I believe that Mark wants to use Python as an interactive calculator, 
and wants decimal-by-default semantics without having to type quotes 
around his decimal numbers. I suspect that for the amount of time and 
effort put into this discussion, he probably could have written an 
interactive calculator using Decimals with the cmd module in half the 
time :-)

It seems to me that Decimal should not try to guess what precision the 
user wants for any particular number. Mark is fond of the example of 
2.01, and wants to see precisely 2.01, but that assumes that some human 
being typed in those three digits. If it's the result of some 
intermediate calculation, there is no reason to believe that a decimal 
with the value 2.01 exactly is better than one with the value 
2.00999999999999978...

Note that the issue is more than just Decimal:

py> from fractions import Fraction
py> Fraction(2.01)
Fraction(1131529406376837, 562949953421312)

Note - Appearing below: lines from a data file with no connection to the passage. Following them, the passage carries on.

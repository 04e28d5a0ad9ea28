use std::collections::VecDeque;

use floorplan_core::document::{EntityId, FloorPlan, FurnitureItem};
use floorplan_core::geometry::Point2;
use tracing::debug;

pub const DEFAULT_MAX_HISTORY: usize = 50;

/// 可撤销的家具操作。命令只保存自身捕获的数据，目标文档在执行时显式传入，
/// 因此重复执行或撤销的结果只取决于命令内容。
#[derive(Debug, Clone, PartialEq)]
pub enum FurnitureCommand {
    Add {
        item: FurnitureItem,
    },
    Remove {
        item: FurnitureItem,
        index: usize,
    },
    Move {
        id: EntityId,
        from: Point2,
        to: Point2,
    },
}

impl FurnitureCommand {
    pub fn add(item: FurnitureItem) -> Self {
        Self::Add { item }
    }

    /// 捕获当前文档中的家具及其位置，家具不存在时返回 `None`。
    pub fn remove(plan: &FloorPlan, id: EntityId) -> Option<Self> {
        let index = plan.furniture_index(id)?;
        let item = plan.furniture_items()[index].clone();
        Some(Self::Remove { item, index })
    }

    pub fn move_to(plan: &FloorPlan, id: EntityId, to: Point2) -> Option<Self> {
        let from = plan.furniture(id)?.position;
        Some(Self::Move { id, from, to })
    }

    pub fn name(&self) -> &'static str {
        match self {
            Self::Add { .. } => "add_furniture",
            Self::Remove { .. } => "remove_furniture",
            Self::Move { .. } => "move_furniture",
        }
    }

    pub fn target(&self) -> EntityId {
        match self {
            Self::Add { item } | Self::Remove { item, .. } => item.id,
            Self::Move { id, .. } => *id,
        }
    }

    pub fn execute(&self, plan: &mut FloorPlan) {
        match self {
            Self::Add { item } => {
                plan.insert_furniture(item.clone());
            }
            Self::Remove { item, .. } => {
                plan.remove_furniture(item.id);
            }
            Self::Move { id, to, .. } => {
                plan.set_furniture_position(*id, *to);
            }
        }
    }

    pub fn undo(&self, plan: &mut FloorPlan) {
        match self {
            Self::Add { item } => {
                plan.remove_furniture(item.id);
            }
            Self::Remove { item, index } => {
                plan.insert_furniture_at(*index, item.clone());
            }
            Self::Move { id, from, .. } => {
                plan.set_furniture_position(*id, *from);
            }
        }
    }
}

/// 撤销/重做栈。撤销栈超出上限时从最旧的一端淘汰。
#[derive(Debug, Clone)]
pub struct History {
    done: VecDeque<FurnitureCommand>,
    undone: Vec<FurnitureCommand>,
    max_len: usize,
}

impl History {
    pub fn new() -> Self {
        Self::with_limit(DEFAULT_MAX_HISTORY)
    }

    /// 上限至少为 1。
    pub fn with_limit(max_len: usize) -> Self {
        let max_len = max_len.max(1);
        Self {
            done: VecDeque::with_capacity(max_len),
            undone: Vec::new(),
            max_len,
        }
    }

    /// 执行命令并压入撤销栈，同时清空重做栈。
    pub fn execute(&mut self, command: FurnitureCommand, plan: &mut FloorPlan) {
        command.execute(plan);
        debug!(
            command = command.name(),
            target = command.target().get(),
            "执行家具命令"
        );
        self.done.push_back(command);
        self.undone.clear();
        self.trim();
    }

    /// 撤销最近一次命令；撤销栈为空时返回 `false`。
    pub fn undo(&mut self, plan: &mut FloorPlan) -> bool {
        let Some(command) = self.done.pop_back() else {
            return false;
        };
        command.undo(plan);
        debug!(command = command.name(), target = command.target().get(), "撤销");
        self.undone.push(command);
        true
    }

    pub fn redo(&mut self, plan: &mut FloorPlan) -> bool {
        let Some(command) = self.undone.pop() else {
            return false;
        };
        command.execute(plan);
        debug!(command = command.name(), target = command.target().get(), "重做");
        self.done.push_back(command);
        true
    }

    pub fn clear(&mut self) {
        self.done.clear();
        self.undone.clear();
    }

    #[inline]
    pub fn can_undo(&self) -> bool {
        !self.done.is_empty()
    }

    #[inline]
    pub fn can_redo(&self) -> bool {
        !self.undone.is_empty()
    }

    #[inline]
    pub fn undo_len(&self) -> usize {
        self.done.len()
    }

    #[inline]
    pub fn redo_len(&self) -> usize {
        self.undone.len()
    }

    #[inline]
    pub fn max_len(&self) -> usize {
        self.max_len
    }

    pub fn set_max_len(&mut self, max_len: usize) {
        self.max_len = max_len.max(1);
        self.trim();
    }

    /// 撤销栈中的命令，从最旧到最新。
    pub fn done(&self) -> impl Iterator<Item = &FurnitureCommand> {
        self.done.iter()
    }

    pub fn last_done(&self) -> Option<&FurnitureCommand> {
        self.done.back()
    }

    fn trim(&mut self) {
        while self.done.len() > self.max_len {
            if let Some(evicted) = self.done.pop_front() {
                debug!(command = evicted.name(), "撤销历史超出上限，淘汰最旧记录");
            }
        }
    }
}

impl Default for History {
    fn default() -> Self {
        Self::new()
    }
}

#[cfg(test)]
mod tests {
    use floorplan_core::geometry::Size2;

    use super::*;

    fn chair(plan: &mut FloorPlan, x: f64) -> FurnitureItem {
        let id = plan.allocate_id();
        FurnitureItem::new(id, "chair", "Chair", Point2::new(x, 0.0), Size2::new(50.0, 50.0))
    }

    fn ids(plan: &FloorPlan) -> Vec<EntityId> {
        plan.furniture_items().iter().map(|item| item.id).collect()
    }

    #[test]
    fn add_add_undo_undo_redo_leaves_first_item() {
        let mut plan = FloorPlan::new("history");
        let mut history = History::new();
        let a = chair(&mut plan, 0.0);
        let b = chair(&mut plan, 100.0);

        history.execute(FurnitureCommand::add(a.clone()), &mut plan);
        history.execute(FurnitureCommand::add(b), &mut plan);
        assert!(history.undo(&mut plan));
        assert!(history.undo(&mut plan));
        assert!(plan.furniture_items().is_empty());
        assert!(history.redo(&mut plan));

        assert_eq!(ids(&plan), vec![a.id]);
        assert_eq!(history.undo_len(), 1);
        assert_eq!(history.redo_len(), 1);
    }

    #[test]
    fn undo_restores_pre_execute_state_exactly() {
        let mut plan = FloorPlan::new("history");
        let mut history = History::new();
        let items: Vec<_> = (0..3).map(|i| chair(&mut plan, i as f64 * 100.0)).collect();
        for item in &items {
            history.execute(FurnitureCommand::add(item.clone()), &mut plan);
        }

        let before = plan.clone();
        let remove = FurnitureCommand::remove(&plan, items[1].id).unwrap();
        history.execute(remove, &mut plan);
        assert_eq!(ids(&plan), vec![items[0].id, items[2].id]);
        history.undo(&mut plan);
        assert_eq!(plan, before);

        let moved = FurnitureCommand::move_to(&plan, items[2].id, Point2::new(5.0, 5.0)).unwrap();
        history.execute(moved, &mut plan);
        let after_move = plan.clone();
        history.undo(&mut plan);
        assert_eq!(plan, before);
        history.redo(&mut plan);
        assert_eq!(plan, after_move);
    }

    #[test]
    fn execute_after_undo_clears_redo() {
        let mut plan = FloorPlan::new("history");
        let mut history = History::new();
        let a = chair(&mut plan, 0.0);
        let b = chair(&mut plan, 100.0);
        history.execute(FurnitureCommand::add(a), &mut plan);
        history.undo(&mut plan);
        assert!(history.can_redo());

        history.execute(FurnitureCommand::add(b.clone()), &mut plan);
        assert!(!history.can_redo());
        assert!(!history.redo(&mut plan));
        assert_eq!(ids(&plan), vec![b.id]);
    }

    #[test]
    fn empty_stacks_are_no_ops() {
        let mut plan = FloorPlan::new("history");
        let mut history = History::new();
        let snapshot = plan.clone();
        assert!(!history.undo(&mut plan));
        assert!(!history.redo(&mut plan));
        assert_eq!(plan, snapshot);
    }

    #[test]
    fn oldest_entry_is_evicted_when_limit_exceeded() {
        let mut plan = FloorPlan::new("history");
        let mut history = History::with_limit(3);
        let items: Vec<_> = (0..4).map(|i| chair(&mut plan, i as f64 * 100.0)).collect();
        for item in &items {
            history.execute(FurnitureCommand::add(item.clone()), &mut plan);
        }
        assert_eq!(history.undo_len(), 3);
        let targets: Vec<_> = history.done().map(FurnitureCommand::target).collect();
        assert_eq!(targets, vec![items[1].id, items[2].id, items[3].id]);

        while history.undo(&mut plan) {}
        // 被淘汰的第一条命令无法撤销
        assert_eq!(ids(&plan), vec![items[0].id]);
    }

    #[test]
    fn default_limit_is_fifty() {
        let mut plan = FloorPlan::new("history");
        let mut history = History::new();
        for i in 0..=DEFAULT_MAX_HISTORY {
            let item = chair(&mut plan, i as f64 * 60.0);
            history.execute(FurnitureCommand::add(item), &mut plan);
        }
        assert_eq!(history.undo_len(), DEFAULT_MAX_HISTORY);
        assert_eq!(plan.furniture_items().len(), DEFAULT_MAX_HISTORY + 1);
    }

    #[test]
    fn replaying_done_commands_reproduces_collection() {
        let mut plan = FloorPlan::new("history");
        let mut history = History::new();
        let a = chair(&mut plan, 0.0);
        let b = chair(&mut plan, 100.0);
        let c = chair(&mut plan, 200.0);
        history.execute(FurnitureCommand::add(a.clone()), &mut plan);
        history.execute(FurnitureCommand::add(b.clone()), &mut plan);
        let moved = FurnitureCommand::move_to(&plan, a.id, Point2::new(0.0, 300.0)).unwrap();
        history.execute(moved, &mut plan);
        history.undo(&mut plan);
        history.execute(FurnitureCommand::add(c), &mut plan);
        let removed = FurnitureCommand::remove(&plan, b.id).unwrap();
        history.execute(removed, &mut plan);

        let mut replay = FloorPlan::new("replay");
        for command in history.done() {
            command.execute(&mut replay);
        }
        assert_eq!(replay.furniture_items(), plan.furniture_items());
    }

    #[test]
    fn shrinking_limit_trims_oldest() {
        let mut plan = FloorPlan::new("history");
        let mut history = History::with_limit(10);
        for i in 0..5 {
            let item = chair(&mut plan, i as f64 * 60.0);
            history.execute(FurnitureCommand::add(item), &mut plan);
        }
        history.set_max_len(2);
        assert_eq!(history.undo_len(), 2);
        assert_eq!(history.max_len(), 2);
        history.clear();
        assert!(!history.can_undo());
    }
}
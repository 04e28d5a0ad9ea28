use std::env;
use std::fs;
use std::path::{Path, PathBuf};

use serde::Deserialize;
use thiserror::Error;

/// 指定配置文件路径的环境变量。
pub const CONFIG_ENV: &str = "FLOORPLAN_CONFIG";

/// 应用配置的根结构。
#[derive(Debug, Clone, Default, Deserialize)]
pub struct AppConfig {
    #[serde(default)]
    pub logging: LoggingConfig,
    #[serde(default)]
    pub editor: EditorConfig,
    #[serde(default)]
    pub document: DocumentConfig,
    #[serde(default)]
    pub frontend: FrontendConfig,
}

impl AppConfig {
    /// 从显式路径加载配置并校验。
    pub fn from_file(path: impl AsRef<Path>) -> Result<Self, ConfigError> {
        let path = path.as_ref();
        let content = fs::read_to_string(path).map_err(|source| ConfigError::Io {
            path: path.to_path_buf(),
            source,
        })?;
        let config: Self = toml::from_str(&content).map_err(|source| ConfigError::Parse {
            path: path.to_path_buf(),
            source,
        })?;
        config.validate()?;
        Ok(config)
    }

    /// 自动发现配置文件：优先读取环境变量 `FLOORPLAN_CONFIG`，否则寻找 `./config/default.toml`。
    /// 若文件缺失，则返回默认配置。
    pub fn discover() -> Result<Self, ConfigError> {
        if let Some(path) = env::var_os(CONFIG_ENV) {
            return Self::from_file(PathBuf::from(path));
        }

        let default_path = env::current_dir()
            .map(|dir| dir.join("config").join("default.toml"))
            .map_err(|source| ConfigError::Context {
                message: "获取当前工作目录失败".to_string(),
                source,
            })?;

        if default_path.exists() {
            Self::from_file(default_path)
        } else {
            Ok(Self::default())
        }
    }

    /// 校验数值范围。网格尺寸在这里拦截，吸附计算不会遇到 0。
    pub fn validate(&self) -> Result<(), ConfigError> {
        let editor = &self.editor;
        positive("editor.grid_size", editor.grid_size)?;
        if editor.max_history == 0 {
            return Err(ConfigError::invalid("editor.max_history", "必须大于 0"));
        }
        positive("editor.endpoint_hit_radius", editor.endpoint_hit_radius)?;
        positive("editor.body_hit_radius", editor.body_hit_radius)?;
        if !(editor.min_wall_length.is_finite() && editor.min_wall_length >= 0.0) {
            return Err(ConfigError::invalid("editor.min_wall_length", "不能为负数"));
        }
        positive("editor.min_zoom", editor.min_zoom)?;
        positive("editor.max_zoom", editor.max_zoom)?;
        if editor.min_zoom > editor.max_zoom {
            return Err(ConfigError::invalid(
                "editor.min_zoom",
                format!("不能大于 max_zoom ({})", editor.max_zoom),
            ));
        }
        positive("editor.zoom_step", editor.zoom_step)?;
        if !editor.rotation_step_degrees.is_finite() {
            return Err(ConfigError::invalid(
                "editor.rotation_step_degrees",
                "必须是有限数值",
            ));
        }
        positive("document.scale", self.document.scale)
    }
}

fn positive(field: &'static str, value: f64) -> Result<(), ConfigError> {
    if value.is_finite() && value > 0.0 {
        Ok(())
    } else {
        Err(ConfigError::invalid(field, format!("必须大于 0，实际为 {value}")))
    }
}

/// 日志配置，支持设置默认等级。
#[derive(Debug, Clone, Deserialize)]
pub struct LoggingConfig {
    #[serde(default = "LoggingConfig::default_level")]
    pub level: String,
}

impl LoggingConfig {
    fn default_level() -> String {
        "info".to_string()
    }
}

impl Default for LoggingConfig {
    fn default() -> Self {
        Self {
            level: Self::default_level(),
        }
    }
}

/// 编辑器行为参数，距离均为真实世界单位（英寸）。
#[derive(Debug, Clone, Deserialize)]
#[serde(default)]
pub struct EditorConfig {
    pub grid_size: f64,
    pub show_grid: bool,
    pub snap_to_grid: bool,
    pub max_history: usize,
    pub endpoint_hit_radius: f64,
    pub body_hit_radius: f64,
    pub min_wall_length: f64,
    pub min_zoom: f64,
    pub max_zoom: f64,
    pub zoom_step: f64,
    pub rotation_step_degrees: f64,
}

impl Default for EditorConfig {
    fn default() -> Self {
        Self {
            grid_size: 20.0,
            show_grid: true,
            snap_to_grid: true,
            max_history: 50,
            endpoint_hit_radius: 20.0,
            body_hit_radius: 15.0,
            min_wall_length: 10.0,
            min_zoom: 0.25,
            max_zoom: 3.0,
            zoom_step: 0.25,
            rotation_step_degrees: 90.0,
        }
    }
}

#[derive(Debug, Clone, Copy, Default, PartialEq, Eq, Deserialize)]
#[serde(rename_all = "lowercase")]
pub enum UnitSetting {
    #[default]
    Imperial,
    Metric,
}

/// 新建文档的默认参数与默认打开路径。
#[derive(Debug, Clone, Deserialize)]
#[serde(default)]
pub struct DocumentConfig {
    pub default_path: Option<PathBuf>,
    pub scale: f64,
    pub unit: UnitSetting,
}

impl Default for DocumentConfig {
    fn default() -> Self {
        Self {
            default_path: None,
            scale: 4.0,
            unit: UnitSetting::Imperial,
        }
    }
}

#[derive(Debug, Clone, Deserialize)]
pub struct FrontendConfig {
    /// CLI 启动后依次执行的命令行，例如 `"place chair 40 40"`。
    #[serde(default)]
    pub script: Vec<String>,
    #[serde(default = "FrontendConfig::default_list_entities")]
    pub list_entities: bool,
}

impl FrontendConfig {
    fn default_list_entities() -> bool {
        true
    }
}

impl Default for FrontendConfig {
    fn default() -> Self {
        Self {
            script: Vec::new(),
            list_entities: Self::default_list_entities(),
        }
    }
}

#[derive(Debug, Error)]
pub enum ConfigError {
    #[error("读取配置文件 {path:?} 失败: {source}")]
    Io {
        path: PathBuf,
        #[source]
        source: std::io::Error,
    },
    #[error("解析配置文件 {path:?} 失败: {source}")]
    Parse {
        path: PathBuf,
        #[source]
        source: toml::de::Error,
    },
    #[error("{message}")]
    Context {
        message: String,
        #[source]
        source: std::io::Error,
    },
    #[error("配置项 {field} 无效: {reason}")]
    Invalid { field: &'static str, reason: String },
}

impl ConfigError {
    fn invalid(field: &'static str, reason: impl Into<String>) -> Self {
        ConfigError::Invalid {
            field,
            reason: reason.into(),
        }
    }
}

#[cfg(test)]
mod tests {
    use super::*;
    use std::io::Write;

    fn write_config(content: &str) -> tempfile::NamedTempFile {
        let mut file = tempfile::NamedTempFile::new().expect("create temp file");
        writeln!(file, "{content}").unwrap();
        file
    }

    #[test]
    fn defaults_match_editor_constants() {
        let cfg = AppConfig::default();
        assert_eq!(cfg.logging.level, "info");
        assert_eq!(cfg.editor.grid_size, 20.0);
        assert_eq!(cfg.editor.max_history, 50);
        assert_eq!(cfg.editor.min_zoom, 0.25);
        assert_eq!(cfg.editor.max_zoom, 3.0);
        assert_eq!(cfg.document.scale, 4.0);
        assert_eq!(cfg.document.unit, UnitSetting::Imperial);
        assert!(cfg.document.default_path.is_none());
        assert!(cfg.frontend.script.is_empty());
        assert!(cfg.frontend.list_entities);
        assert!(cfg.validate().is_ok());
    }

    #[test]
    fn load_from_temp_file() {
        let file = write_config(
            r#"
            [logging]
            level = "debug"

            [editor]
            grid_size = 12.0
            snap_to_grid = false
            max_history = 10

            [document]
            default_path = "plans/home.json"
            unit = "metric"

            [frontend]
            script = ["place chair 40 40", "undo"]
            list_entities = false
            "#,
        );

        let cfg = AppConfig::from_file(file.path()).expect("load config");
        assert_eq!(cfg.logging.level, "debug");
        assert_eq!(cfg.editor.grid_size, 12.0);
        assert!(!cfg.editor.snap_to_grid);
        assert!(cfg.editor.show_grid);
        assert_eq!(cfg.editor.max_history, 10);
        assert_eq!(cfg.editor.body_hit_radius, 15.0);
        assert_eq!(
            cfg.document.default_path.as_deref(),
            Some(Path::new("plans/home.json"))
        );
        assert_eq!(cfg.document.unit, UnitSetting::Metric);
        assert_eq!(cfg.document.scale, 4.0);
        assert_eq!(cfg.frontend.script.len(), 2);
        assert!(!cfg.frontend.list_entities);
    }

    #[test]
    fn zero_grid_size_is_rejected() {
        let file = write_config("[editor]\ngrid_size = 0.0");
        let err = AppConfig::from_file(file.path()).unwrap_err();
        assert!(matches!(
            err,
            ConfigError::Invalid {
                field: "editor.grid_size",
                ..
            }
        ));
    }

    #[test]
    fn inverted_zoom_range_is_rejected() {
        let mut cfg = AppConfig::default();
        cfg.editor.min_zoom = 4.0;
        assert!(matches!(
            cfg.validate(),
            Err(ConfigError::Invalid {
                field: "editor.min_zoom",
                ..
            })
        ));

        let mut cfg = AppConfig::default();
        cfg.editor.max_history = 0;
        assert!(cfg.validate().is_err());

        let mut cfg = AppConfig::default();
        cfg.document.scale = -1.0;
        assert!(cfg.validate().is_err());
    }

    #[test]
    fn malformed_toml_reports_parse_error() {
        let file = write_config("[editor\ngrid_size = 1");
        let err = AppConfig::from_file(file.path()).unwrap_err();
        assert!(matches!(err, ConfigError::Parse { .. }));

        let missing = AppConfig::from_file("/definitely/not/here.toml").unwrap_err();
        assert!(matches!(missing, ConfigError::Io { .. }));
    }
}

Even more so than for Decimal, I will go to the barricades to defend 
this exact conversion. Although perhaps Fraction could grow an extra 
argument to limit the denominator as a short-cut for this:

py> Fraction(2.01).limit_denominator(10000)
Fraction(201, 100)

I think it is important that Decimal and Fraction perform conversions as 
exactly as possible by default. You can always throw precision away 
afterwards, but you can't recover what was never saved in the first 
place.


[...]
> And unfortunately the default precision for Decimal is much larger than for
> IEEE double, so using unary + does not get rid of those extraneous digits
> -- it produces Decimal('3.140000000000000124344978758'). So you really have
> to work hard to recover produce the intended Decimal('3.14') (or
> Decimal('3.140000000000000')).

I wouldn't object to Decimal gaining a keyword argument for precision, 
although it is easy to use an intermediate string. In other words,

    Decimal(math.pi, prec=2)

could be the same as

    Decimal("%.2f" % math.pi)

But what would prec do for non-float arguments? Perhaps we should leave 
Decimal() alone and put any extra bells and whistles that apply only to 
floats into the from_float() method.